One row per disease in the ontology. The canonical source of truth for disease identity.

ColumnTypePurpose
iduuidPrimary key
nametextCanonical disease name (e.g., “Non-Small Cell Lung Cancer”)
ncit_codetextNCI Thesaurus code (e.g., C3262). Unique natural key for ontology mapping
descriptiontextFree-text description
synonymsjsonbArray of alternative names and abbreviations (e.g., ["NSCLC"])
therapeutic_area_iduuidFK to therapeutic_areas. Primary therapeutic area
clinical_segmentsjsonbStage/demographic sub-populations (e.g., ["early_stage", "elderly"])
biomarker_segmentsjsonbMolecular marker segmentations (e.g., ["EGFR_mutant", "PD-L1_high"])
key_endpointsjsonbStandard clinical endpoints for this disease (OS, PFS, ORR) with measurement criteria
indication_levelintegerClinical specificity depth (0—9). Higher = more specific indication
show_in_analyticsbooleanWhether this disease appears in analytics rollup groupings
embeddingtextVector embedding for semantic search

Indexes: idx_diseases_area (therapeutic area), idx_diseases_name (name).

Pre-computed transitive closure of the disease DAG. Every ancestor-descendant pair appears as a row, including self-references at depth 0. This enables single-query subtree lookups without recursive CTEs.

ColumnTypePurpose
iduuidPrimary key
ancestor_iduuidFK to diseases. The ancestor in the pair
descendant_iduuidFK to diseases. The descendant in the pair
depthintegerHops from ancestor to descendant. 0 = self, 1 = direct child, 2 = grandchild

Unique constraint: (ancestor_id, descendant_id). Indexes on ancestor_id, descendant_id, and depth.

Epidemiological statistics per disease. One-to-one with diseases. Sourced primarily from SEER. US-centric rates.

ColumnTypePurpose
iduuidPrimary key
disease_iduuidFK to diseases (unique — one row per disease)
estimated_new_casesintegerEstimated new cases per year (US)
estimated_new_cases_yearintegerYear of the estimate
rate_of_new_casesdecimal(8,4)Age-adjusted incidence rate per 100,000/year
death_ratedecimal(8,4)Age-adjusted death rate per 100,000/year
survival_ratedecimal(8,4)5-year relative survival rate (0—1)
metastatic_survival_ratedecimal(8,4)5-year survival, distant/metastatic stage
localized_survival_ratedecimal(8,4)5-year survival, localized stage
regional_survival_ratedecimal(8,4)5-year survival, regional stage
sourcetextData source identifier (e.g., “SEER 2024”)
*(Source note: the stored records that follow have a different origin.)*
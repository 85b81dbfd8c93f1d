// crates/decaton-processor-properties/src/properties.rs
// ============================================================================
// Module: Processor Properties Catalog
// Description: The fixed set of Decaton processor properties.
// Purpose: Declare every property once and expose the ordered registry.
// Dependencies: serde
// ============================================================================

//! ## Overview
//! Every processor property is a `const` [`PropertyDefinition`]. The order of
//! the registry returned by [`processor_properties`] is the order of
//! `required` and `properties` in generated schemas.

// ============================================================================
// SECTION: Imports
// ============================================================================

use serde::Deserialize;
use serde::Serialize;

use crate::PropertyError;
use crate::definition::PropertyDefinition;
use crate::registry::PropertyRegistry;
use crate::value_type::EnumType;
use crate::value_type::PropertyType;
use crate::value_type::ValueType;

// ============================================================================
// SECTION: Value Types
// ============================================================================

/// Runtime used to execute sub-partition processors.
#[derive(Debug, Clone, Copy, PartialEq, Eq, Serialize, Deserialize)]
#[serde(rename_all = "SCREAMING_SNAKE_CASE")]
pub enum SubPartitionRuntime {
    /// Fixed platform thread per sub-partition.
    ThreadPool,
    /// Virtual thread per key.
    VirtualThread,
}

impl SubPartitionRuntime {
    /// Serialized variant names, in declaration order.
    pub const VARIANTS: &'static [&'static str] = &["THREAD_POOL", "VIRTUAL_THREAD"];
}

impl PropertyType for SubPartitionRuntime {
    fn value_type() -> ValueType {
        ValueType::Enum(EnumType {
            name: "SubPartitionRuntime",
            variants: Self::VARIANTS,
        })
    }
}

// ============================================================================
// SECTION: Limits
// ============================================================================

/// Rate limit value disabling throttling.
pub const RATE_UNLIMITED: i64 = -1;

/// Largest accepted processing rate per second.
pub const RATE_MAX: i64 = 1_000_000_000;

// ============================================================================
// SECTION: Validators
// ============================================================================

/// Accepts any value.
const fn any<T>(_: &T) -> bool {
    true
}

/// Accepts strictly positive integers.
const fn positive_int(value: &i32) -> bool {
    *value > 0
}

/// Accepts non-negative longs.
const fn non_negative_long(value: &i64) -> bool {
    *value >= 0
}

/// Accepts rate values: unlimited, paused (0) or a positive rate up to the cap.
const fn rate(value: &i64) -> bool {
    *value >= RATE_UNLIMITED && *value <= RATE_MAX
}

/// Accepts a timeout in milliseconds, where `-1` disables the timeout.
const fn optional_timeout(value: &i64) -> bool {
    *value >= -1
}

// ============================================================================
// SECTION: Definitions
// ============================================================================

/// Keys whose records are skipped without processing.
pub const CONFIG_IGNORE_KEYS: PropertyDefinition<Vec<String>> =
    PropertyDefinition::define("decaton.ignore.keys", Vec::new(), any);

/// Maximum records processed per second per partition.
pub const CONFIG_PROCESSING_RATE: PropertyDefinition<i64> =
    PropertyDefinition::define("decaton.processing.rate.per.partition", RATE_UNLIMITED, rate);

/// Number of concurrent processing threads per partition.
pub const CONFIG_PARTITION_CONCURRENCY: PropertyDefinition<i32> =
    PropertyDefinition::define("decaton.partition.concurrency", 1, positive_int);

/// Maximum records kept pending per partition before fetching pauses.
pub const CONFIG_MAX_PENDING_RECORDS: PropertyDefinition<i32> =
    PropertyDefinition::define("decaton.max.pending.records", 10_000, positive_int);

/// Interval between offset commits.
pub const CONFIG_COMMIT_INTERVAL_MS: PropertyDefinition<i64> =
    PropertyDefinition::define("decaton.commit.interval.ms", 1_000, non_negative_long);

/// Time allowed for in-flight tasks to finish during a rebalance.
pub const CONFIG_GROUP_REBALANCE_TIMEOUT_MS: PropertyDefinition<i64> =
    PropertyDefinition::define("decaton.group.rebalance.timeout.ms", 1_000, non_negative_long);

/// Time allowed for in-flight tasks to finish during shutdown.
pub const CONFIG_SHUTDOWN_TIMEOUT_MS: PropertyDefinition<i64> =
    PropertyDefinition::define("decaton.processing.shutdown.timeout.ms", 0, non_negative_long);

/// Whether task metadata is exposed through the logging MDC.
pub const CONFIG_LOGGING_MDC_ENABLED: PropertyDefinition<bool> =
    PropertyDefinition::define("decaton.logging.mdc.enabled", true, any);

/// Whether Kafka client metrics are bound to the metrics registry.
pub const CONFIG_BIND_CLIENT_METRICS: PropertyDefinition<bool> =
    PropertyDefinition::define("decaton.client.metrics.micrometer.bound", false, any);

/// Timeout after which a deferred completion is forcibly completed.
pub const CONFIG_DEFERRED_COMPLETE_TIMEOUT_MS: PropertyDefinition<i64> =
    PropertyDefinition::define("decaton.deferred.complete.timeout.ms", -1, optional_timeout);

/// Time allowed for processor threads to terminate.
pub const CONFIG_PROCESSOR_THREADS_TERMINATION_TIMEOUT_MS: PropertyDefinition<i64> =
    PropertyDefinition::define(
        "decaton.processor.threads.termination.timeout.ms",
        i64::MAX,
        non_negative_long,
    );

/// Per-key processing rate above which tasks are routed to the shaping topic.
pub const CONFIG_PER_KEY_QUOTA_PROCESSING_RATE: PropertyDefinition<i64> =
    PropertyDefinition::define("decaton.per.key.quota.processing.rate", RATE_UNLIMITED, rate);

/// Whether retry tasks are produced in the legacy wire format.
pub const CONFIG_RETRY_TASK_IN_LEGACY_FORMAT: PropertyDefinition<bool> =
    PropertyDefinition::define("decaton.retry.task.in.legacy.format", false, any);

/// Whether tasks failing to parse fall back to the legacy format.
pub const CONFIG_LEGACY_PARSE_FALLBACK_ENABLED: PropertyDefinition<bool> =
    PropertyDefinition::define("decaton.legacy.parse.fallback.enabled", false, any);

/// Runtime executing sub-partition processors.
pub const CONFIG_SUBPARTITION_RUNTIME: PropertyDefinition<SubPartitionRuntime> =
    PropertyDefinition::define(
        "decaton.subpartition.runtime",
        SubPartitionRuntime::ThreadPool,
        any,
    );

// ============================================================================
// SECTION: Registry
// ============================================================================

/// Builds the processor-properties registry.
///
/// # Errors
///
/// Returns [`PropertyError`] when a default fails its validator or a name is
/// duplicated.
pub fn processor_properties() -> Result<PropertyRegistry, PropertyError> {
    PropertyRegistry::new(vec![
        CONFIG_IGNORE_KEYS.entry()?,
        CONFIG_PROCESSING_RATE.entry()?,
        CONFIG_PARTITION_CONCURRENCY.entry()?,
        CONFIG_MAX_PENDING_RECORDS.entry()?,
        CONFIG_COMMIT_INTERVAL_MS.entry()?,
        CONFIG_GROUP_REBALANCE_TIMEOUT_MS.entry()?,
        CONFIG_SHUTDOWN_TIMEOUT_MS.entry()?,
        CONFIG_LOGGING_MDC_ENABLED.entry()?,
        CONFIG_BIND_CLIENT_METRICS.entry()?,
        CONFIG_DEFERRED_COMPLETE_TIMEOUT_MS.entry()?,
        CONFIG_PROCESSOR_THREADS_TERMINATION_TIMEOUT_MS.entry()?,
        CONFIG_PER_KEY_QUOTA_PROCESSING_RATE.entry()?,
        CONFIG_RETRY_TASK_IN_LEGACY_FORMAT.entry()?,
        CONFIG_LEGACY_PARSE_FALLBACK_ENABLED.entry()?,
        CONFIG_SUBPARTITION_RUNTIME.entry()?,
    ])
}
Links biomarkers to diseases with prevalence data and clinical context. One row per disease-biomarker pair.

ColumnTypePurpose
iduuidPrimary key
disease_iduuidFK to diseases
biomarker_iduuidFK to biomarkers
prevalence_ratedecimal(5,4)Point estimate of prevalence in this disease (0—1)
prevalence_minimumdecimal(5,4)Lower bound of prevalence range
prevalence_maximumdecimal(5,4)Upper bound of prevalence range
potential_valuesjsonbPossible test results (e.g., ["positive", "negative", "equivocal"])
biomarker_contexttextClinical role: predictive, prognostic, diagnostic, or screening
referencejsonbCitation references (PMIDs, DOIs, URLs)

Unique constraint: (disease_id, biomarker_id). Check constraint ensures prevalence_minimum <= prevalence_maximum.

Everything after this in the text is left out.